La vérification des prestations offertes par les FOSA se fait suivant deux mécanismes :
– Les ¾ des prestations vérifiées sont de la compétence des Fonds Régionaux pour la Promotion de la Sante(FRPS) par le biais des Vérificateurs recrutés ;
– Le 1/4 par le niveau stratégique incluant des acteurs de tous les niveaux de la pyramide sanitaire, c’est le cas des prestations de dialyse et les Contrôleurs Médicaux en ce qui concerne le chèque santé.
- Qu’en est-il du paiement des primes et factures aux formations sanitaires accréditées ?
Les primes et factures se payent progressivement en fonction des virements effectués par le Trésor dans le compte bancaire des FRPS considérés comme tiers payant au niveau opérationnel.

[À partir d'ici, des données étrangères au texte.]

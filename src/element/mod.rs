//! Storable elements
//!
//! # Overview
//!
//! Everything persisted in a feature store is a `StorableElement`:
//!
//! ```text
//! StorableElement
//!   ├─ Feature     (a named query template)
//!   ├─ FeatureSet  (an ordered list of features)
//!   └─ Model       (a feature set snapshot + a ranker definition)
//! ```
//!
//! Elements are addressed by the composite key `(store, type, name)`. Inside
//! a store the document id is `"{type}-{name}"`, see [`composite_id`].
//!
//! # Storage Format
//!
//! Elements serialize to a single JSON object tagged by `type`:
//!
//! ```json
//! {
//!   "type": "feature",
//!   "name": "title_match",
//!   "params": ["keywords"],
//!   "template_language": "mustache",
//!   "template": {"match": {"title": "{{keywords}}"}}
//! }
//! ```

use serde::{Deserialize, Serialize};
use std::fmt;
use std::str::FromStr;

use crate::error::{Error, Result};

pub mod feature;
pub mod feature_set;
pub mod model;

pub use feature::StoredFeature;
pub use feature_set::StoredFeatureSet;
pub use model::{Normalizer, StoredModel, StoredRankerDefinition};

/// Maximum length of an element name in bytes.
pub const MAX_NAME_LENGTH: usize = 256;

/// Element type tag.
#[derive(Debug, Clone, Copy, PartialEq, Eq, Hash, Serialize, Deserialize)]
#[serde(rename_all = "lowercase")]
pub enum ElementType {
    Feature,
    #[serde(rename = "featureset")]
    FeatureSet,
    Model,
}

impl ElementType {
    pub fn as_str(&self) -> &'static str {
        match self {
            ElementType::Feature => "feature",
            ElementType::FeatureSet => "featureset",
            ElementType::Model => "model",
        }
    }

    pub fn all() -> [ElementType; 3] {
        [ElementType::Feature, ElementType::FeatureSet, ElementType::Model]
    }
}

impl fmt::Display for ElementType {
    fn fmt(&self, f: &mut fmt::Formatter<'_>) -> fmt::Result {
        f.write_str(self.as_str())
    }
}

impl FromStr for ElementType {
    type Err = Error;

    fn from_str(s: &str) -> Result<Self> {
        match s {
            "feature" => Ok(ElementType::Feature),
            "featureset" => Ok(ElementType::FeatureSet),
            "model" => Ok(ElementType::Model),
            other => Err(Error::InvalidArgument(format!(
                "Unknown element type [{}]",
                other
            ))),
        }
    }
}

/// Builds the document id of an element inside its store.
///
/// Type tags never contain `-`, so everything before the first `-` is the
/// type and ids never collide across types.
pub fn composite_id(element_type: ElementType, name: &str) -> String {
    format!("{}-{}", element_type.as_str(), name)
}

/// Validates an element name.
///
/// Names must follow these rules:
/// 1. Not empty and at most [`MAX_NAME_LENGTH`] bytes
/// 2. Only ASCII letters, digits, `_`, `-` and `.`
/// 3. Not `.` or `..`, and not starting with `_`
///
/// # Examples
///
/// ```rust
/// use ltrstore::element::validate_name;
///
/// assert!(validate_name("title_match").is_ok());
/// assert!(validate_name("bm25.body-v2").is_ok());
///
/// assert!(validate_name("").is_err());
/// assert!(validate_name("a/b").is_err());
/// assert!(validate_name("..").is_err());
/// ```
pub fn validate_name(name: &str) -> Result<()> {
    if name.is_empty() {
        return Err(Error::InvalidArgument(
            "Element name cannot be empty".to_string(),
        ));
    }

    if name.len() > MAX_NAME_LENGTH {
        return Err(Error::InvalidArgument(format!(
            "Element name cannot be longer than {} bytes",
            MAX_NAME_LENGTH
        )));
    }

    if name == "." || name == ".." {
        return Err(Error::InvalidArgument(format!(
            "Element name [{}] is reserved",
            name
        )));
    }

    if name.starts_with('_') {
        return Err(Error::InvalidArgument(format!(
            "Element name [{}] cannot start with an underscore",
            name
        )));
    }

    if !name
        .chars()
        .all(|c| c.is_ascii_alphanumeric() || matches!(c, '_' | '-' | '.'))
    {
        return Err(Error::InvalidArgument(format!(
            "Element name [{}] can only contain letters, numbers, '_', '-' and '.'",
            name
        )));
    }

    Ok(())
}

/// A versioned, named, typed document persisted in a feature store.
#[derive(Debug, Clone, PartialEq, Serialize, Deserialize)]
#[serde(tag = "type")]
pub enum StorableElement {
    #[serde(rename = "feature")]
    Feature(StoredFeature),
    #[serde(rename = "featureset")]
    FeatureSet(StoredFeatureSet),
    #[serde(rename = "model")]
    Model(StoredModel),
}

impl StorableElement {
    pub fn name(&self) -> &str {
        match self {
            StorableElement::Feature(f) => f.name(),
            StorableElement::FeatureSet(s) => s.name(),
            StorableElement::Model(m) => m.name(),
        }
    }

    pub fn element_type(&self) -> ElementType {
        match self {
            StorableElement::Feature(_) => ElementType::Feature,
            StorableElement::FeatureSet(_) => ElementType::FeatureSet,
            StorableElement::Model(_) => ElementType::Model,
        }
    }

    pub fn id(&self) -> String {
        composite_id(self.element_type(), self.name())
    }

    /// Re-checks every name and feature template reachable from this element.
    ///
    /// Deserialized elements bypass the constructors, so parsers call this
    /// before handing an element out.
    pub fn verify(&self) -> Result<()> {
        match self {
            StorableElement::Feature(f) => f.verify(),
            StorableElement::FeatureSet(s) => s.verify(),
            StorableElement::Model(m) => m.verify(),
        }
    }

    /// Serializes the element into its stored source document.
    pub fn to_source(&self) -> Result<serde_json::Value> {
        Ok(serde_json::to_value(self)?)
    }

    /// Parses a stored source document.
    pub fn from_source(source: serde_json::Value) -> Result<Self> {
        let element: StorableElement = serde_json::from_value(source)
            .map_err(|e| Error::ParseError(format!("Malformed element source: {}", e)))?;
        element.verify().map_err(|e| match e {
            Error::InvalidArgument(msg) => Error::ParseError(msg),
            other => other,
        })?;
        Ok(element)
    }

    /// Parses a JSON payload as sent by a client.
    pub fn from_json(json: &str) -> Result<Self> {
        let source: serde_json::Value = serde_json::from_str(json)
            .map_err(|e| Error::ParseError(format!("Malformed element payload: {}", e)))?;
        Self::from_source(source)
    }
}

impl From<StoredFeature> for StorableElement {
    fn from(feature: StoredFeature) -> Self {
        StorableElement::Feature(feature)
    }
}

impl From<StoredFeatureSet> for StorableElement {
    fn from(set: StoredFeatureSet) -> Self {
        StorableElement::FeatureSet(set)
    }
}

impl From<StoredModel> for StorableElement {
    fn from(model: StoredModel) -> Self {
        StorableElement::Model(model)
    }
}

/// A concrete element variant that can be extracted from a [`StorableElement`].
pub trait TypedElement: Sized + Into<StorableElement> {
    const TYPE: ElementType;

    fn from_element(element: StorableElement) -> Result<Self>;
}

macro_rules! typed_element {
    ($ty:ty, $variant:ident) => {
        impl TypedElement for $ty {
            const TYPE: ElementType = ElementType::$variant;

            fn from_element(element: StorableElement) -> Result<Self> {
                match element {
                    StorableElement::$variant(inner) => Ok(inner),
                    other => Err(Error::ParseError(format!(
                        "Expected element of type [{}] but found [{}]",
                        ElementType::$variant,
                        other.element_type()
                    ))),
                }
            }
        }
    };
}

typed_element!(StoredFeature, Feature);
typed_element!(StoredFeatureSet, FeatureSet);
typed_element!(StoredModel, Model);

Les fonds mobilisés sont envoyés aux régions pour le paiement des factures des prestations du panier de soins et pour le fonctionnement des antennes chèques santé et Users Fees.
- La Communication autour de la CSU n’est pas assez vulgarisée. Qu’est ce qui fait problème ?
Pour rappel environ 3 millions de personnes sont pré-enrôlées ce qui traduit l’adhésion donc on ne saurait dire que la communication n’est pas vulgarisée.
Le ministère de la Santé Publique a pu financer certaines activités toutefois le gap demeure notamment l’insuffisance des ressources financières pour implémenter toutes les activités du plan de communication. Nous continuons à faire des requêtes à l’attention des Partenaires Techniques et Financiers.
Nous sommes entrain de prendre le feedback des bénéficiaires via les capsules vidéos que nous allons diffuser massivement. Si nous mobilisons davantage les ressources financières nous pourrons diffuser davantage les spots audios/vidéaos, le branding dans les panneaux digitaux, crawl, sms, etc.
- Disposez-vous des ressources nécessaires pour mettre en oeuvre le Plan stratégique de la CSU ?
Pour le moment, la CTN CSU est mise en œuvre sur la base de ressources internes ordinaires. Ainsi une priorisation des ressources financières est effectuée à l’effet de permettre à la CTN CSU de mettre en œuvre les activités majeures. Cependant avec la crise mondiale qui sévit et la rareté des ressources sur le plan national la CTN CSU a du mal à mettre en œuvre de façon exhaustive son plan d’action. D’où le plaidoyer permanent auprès des PTFs afin de soutenir cette nouvelle politique qui aura à moyen voir long terme un impact significatif sur les dépenses des ménages pour leurs soins de santé.
- Que vous faut-il pour la CSU phase I puisse impacter réellement des communautés ?
La CSU Phase I, impacte déjà les communautés dans le sens où les chiffres montrent une assez bonne adhésion aux différentes interventions qui sont pour certaines très demandées à l’instar de la pris en charge de femme enceinte et de son nouveau-né jusqu’à 42 jours post partum. C’est même l’une des raisons qui a poussé la hiérarchie à travailler sur l’extension de cette intervention aux Régions du Nord-ouest et du Sud-ouest pour 2024. Si l’on prend le cas de la dialyse, l’ensemble des patients souffrants d’insuffisance rénale sont tous enrôlés à la CSU et la cohorte de nouveaux patients adhère. Toutefois, la CSU étant une nouvelle politique qui appelle à un changement de comportement, nous continuons à travailler sur les différents pans notamment une communication plus accentuée, la disponibilité des intrants, la mobilisation des ressources financières pour le remboursement des prestations et encore plus de renforcement du plateau technique en quantité et en qualité pour répondre aux besoins de la CSU et des populations.
- Quels sont des goulots d’étranglements que vous rencontrez dans la mise en œuvre de la CSU ?
– L’insuffisance des ressources financières pour mettre en œuvre toutes les activités du plan d’action ;
– Le retard du remboursement des prestations ;
– L’absence de la promulgation de loi sur la CSU ;
– La réticence de certains Partenaires Techniques et Financiers à accompagner la CTN-CSU compte tenu de l’absence de la Loi sur la CSU.